The assault on the President’s character and legitimacy, mostly fueled by a barrage of Big Lies, has substantially stripped him of the ability to be, and to act as, a President of the People. He was not permitted to enjoy a unified inauguration. Performers boycotted his Inaugural Balls. He was not allowed to host The Kennedy Center Honors program, or even attend it. He could not throw out the first ball of a baseball season; he could not give remarks at the funeral of an ex-President, a veteran U.S. Senator, or a civil rights icon; he could not be a participant in the White House Correspondent’s Dinner. The Democratic House impeached him for acts every other President has engaged in and will in the future. The false narrative was launched that Russia and his campaign “colluded” to steal the Presidency; even now, over 70% of Democrats believe that still. The Speaker of The House made a disgraceful display of tearing up his State of the Union Address.

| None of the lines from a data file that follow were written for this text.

//! Entry definitions
//!
//! Caller-owned descriptions of key-value records and key ranges. Request
//! construction reads them; only the completion of an operation writes back
//! into an entry (value, versions, tag).

use serde::{Deserialize, Serialize};
use sha1::Digest;

use crate::buffer::ByteBuffer;

/// Largest key accepted by the device
pub const MAX_KEY_LEN: usize = 4096;

/// Largest tag / version accepted by the device
pub const MAX_METADATA_LEN: usize = 1024;

/// Algorithm the caller used to compute an entry's tag
#[derive(Debug, Clone, Copy, PartialEq, Eq, Serialize, Deserialize)]
pub enum Algorithm {
    Sha1,
    Sha2,
    Sha3,
    Crc32,
    Crc64,
}

impl Algorithm {
    /// Compute a tag for `value`, when the algorithm is available locally
    ///
    /// SHA3 and CRC64 tags must be supplied by the caller.
    pub fn compute_tag(self, value: &[u8]) -> Option<Vec<u8>> {
        match self {
            Algorithm::Sha1 => Some(sha1::Sha1::digest(value).to_vec()),
            Algorithm::Sha2 => Some(sha2::Sha256::digest(value).to_vec()),
            Algorithm::Crc32 => Some(crc32fast::hash(value).to_be_bytes().to_vec()),
            Algorithm::Sha3 | Algorithm::Crc64 => None,
        }
    }
}

/// When the device acknowledges a write
#[derive(Debug, Clone, Copy, PartialEq, Eq, Serialize, Deserialize)]
pub enum Synchronization {
    /// Acknowledge once persisted
    WriteThrough,
    /// Acknowledge once accepted; persist later
    WriteBack,
    /// Persist everything written so far
    Flush,
}

/// A key-value record as seen by the caller
#[derive(Debug, Clone, Default, PartialEq)]
pub struct Entry {
    pub key: ByteBuffer,

    /// Version to assign on Put
    pub new_version: ByteBuffer,

    /// Version currently stored on the device
    pub db_version: ByteBuffer,

    pub tag: ByteBuffer,
    pub algorithm: Option<Algorithm>,
    pub synchronization: Option<Synchronization>,

    /// Ignore version checks on the device
    pub force: bool,

    /// Get metadata without the value
    pub metadata_only: bool,

    /// Value to write, or buffer to receive a value into. `None` on Get
    /// means the engine allocates a buffer of the max value size.
    pub value: Option<ByteBuffer>,
}

impl Entry {
    pub fn new(key: impl Into<ByteBuffer>) -> Self {
        Self {
            key: key.into(),
            ..Self::default()
        }
    }

    pub fn with_value(mut self, value: impl Into<ByteBuffer>) -> Self {
        self.value = Some(value.into());
        self
    }

    pub fn with_tag(mut self, tag: impl Into<ByteBuffer>, algorithm: Algorithm) -> Self {
        self.tag = tag.into();
        self.algorithm = Some(algorithm);
        self
    }

    pub fn with_new_version(mut self, version: impl Into<ByteBuffer>) -> Self {
        self.new_version = version.into();
        self
    }

    pub fn with_db_version(mut self, version: impl Into<ByteBuffer>) -> Self {
        self.db_version = version.into();
        self
    }

    pub fn with_synchronization(mut self, sync: Synchronization) -> Self {
        self.synchronization = Some(sync);
        self
    }

    pub fn force(mut self, force: bool) -> Self {
        self.force = force;
        self
    }

    pub fn metadata_only(mut self, metadata_only: bool) -> Self {
        self.metadata_only = metadata_only;
        self
    }

    /// Bytes of value held (0 when no buffer)
    pub fn value_len(&self) -> usize {
        self.value.as_ref().map(|v| v.len()).unwrap_or(0)
    }

    pub fn value_bytes(&self) -> &[u8] {
        self.value.as_ref().map(|v| v.as_slice()).unwrap_or(&[])
    }
}

/// Bounds for a key-range listing
#[derive(Debug, Clone, Default, PartialEq)]
pub struct KeyRange {
    pub start_key: ByteBuffer,
    pub end_key: ByteBuffer,
    pub start_key_inclusive: bool,
    pub end_key_inclusive: bool,
    pub max_returned: u32,
    pub reverse: bool,
}

impl KeyRange {
    /// Inclusive range `[start, end]` returning at most `max_returned` keys
    pub fn new(start: impl Into<ByteBuffer>, end: impl Into<ByteBuffer>, max_returned: u32) -> Self {
        Self {
            start_key: start.into(),
            end_key: end.into(),
            start_key_inclusive: true,
            end_key_inclusive: true,
            max_returned,
            reverse: false,
        }
    }
}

Then, in an exhibition of gall seldom seen even in politics, Donald Trump was attacked for not using the unifying powers of the Presidency to bolster public spirits during the pandemic! He has no such powers; they were deliberately and methodically removed by his political enemies, weakening the office and harming the nation.
In light of all if this, using the imagery and the prestige of the White House to remind voters that he is President is hardly an extreme or unreasonable reaction.
- It is important, and perhaps existentially crucial, that the Democrats not achieve the power they seek.
I have written here more than once that it is a cruel cosmic joke on the United States that its survival as a democracy and the world’s bulwark of individual liberty may rest on the slippery shoulders of Donald J. Trump, but outrageous as that is, it appears to be the case. Although the best result for the nation would be for the President to win re-election in a 1972/1984 level landslide, it is more likely that the 2020 election will be a close one, with a relatively few votes either way determining whether the nation will be crushed by an ideologically implacable dictatorship of the Left.
I do not care to be in the hellish position of hearing Nate Silver explain that the Democratic surge for open borders, gun confiscation, historical airbrushing, ideological litmus tests for students and teachers at universities, the end of merit-based hiring and admissions, slavery reparations, the crippling of the economy in fear of hypothetical climate models, and the imposition of an individual initiative- and responsibility-crushing “nanny state” might have been stopped if only the President had used all of the tools at his command—like the White House—to persuade 1% of the voters to cast their ballots differently.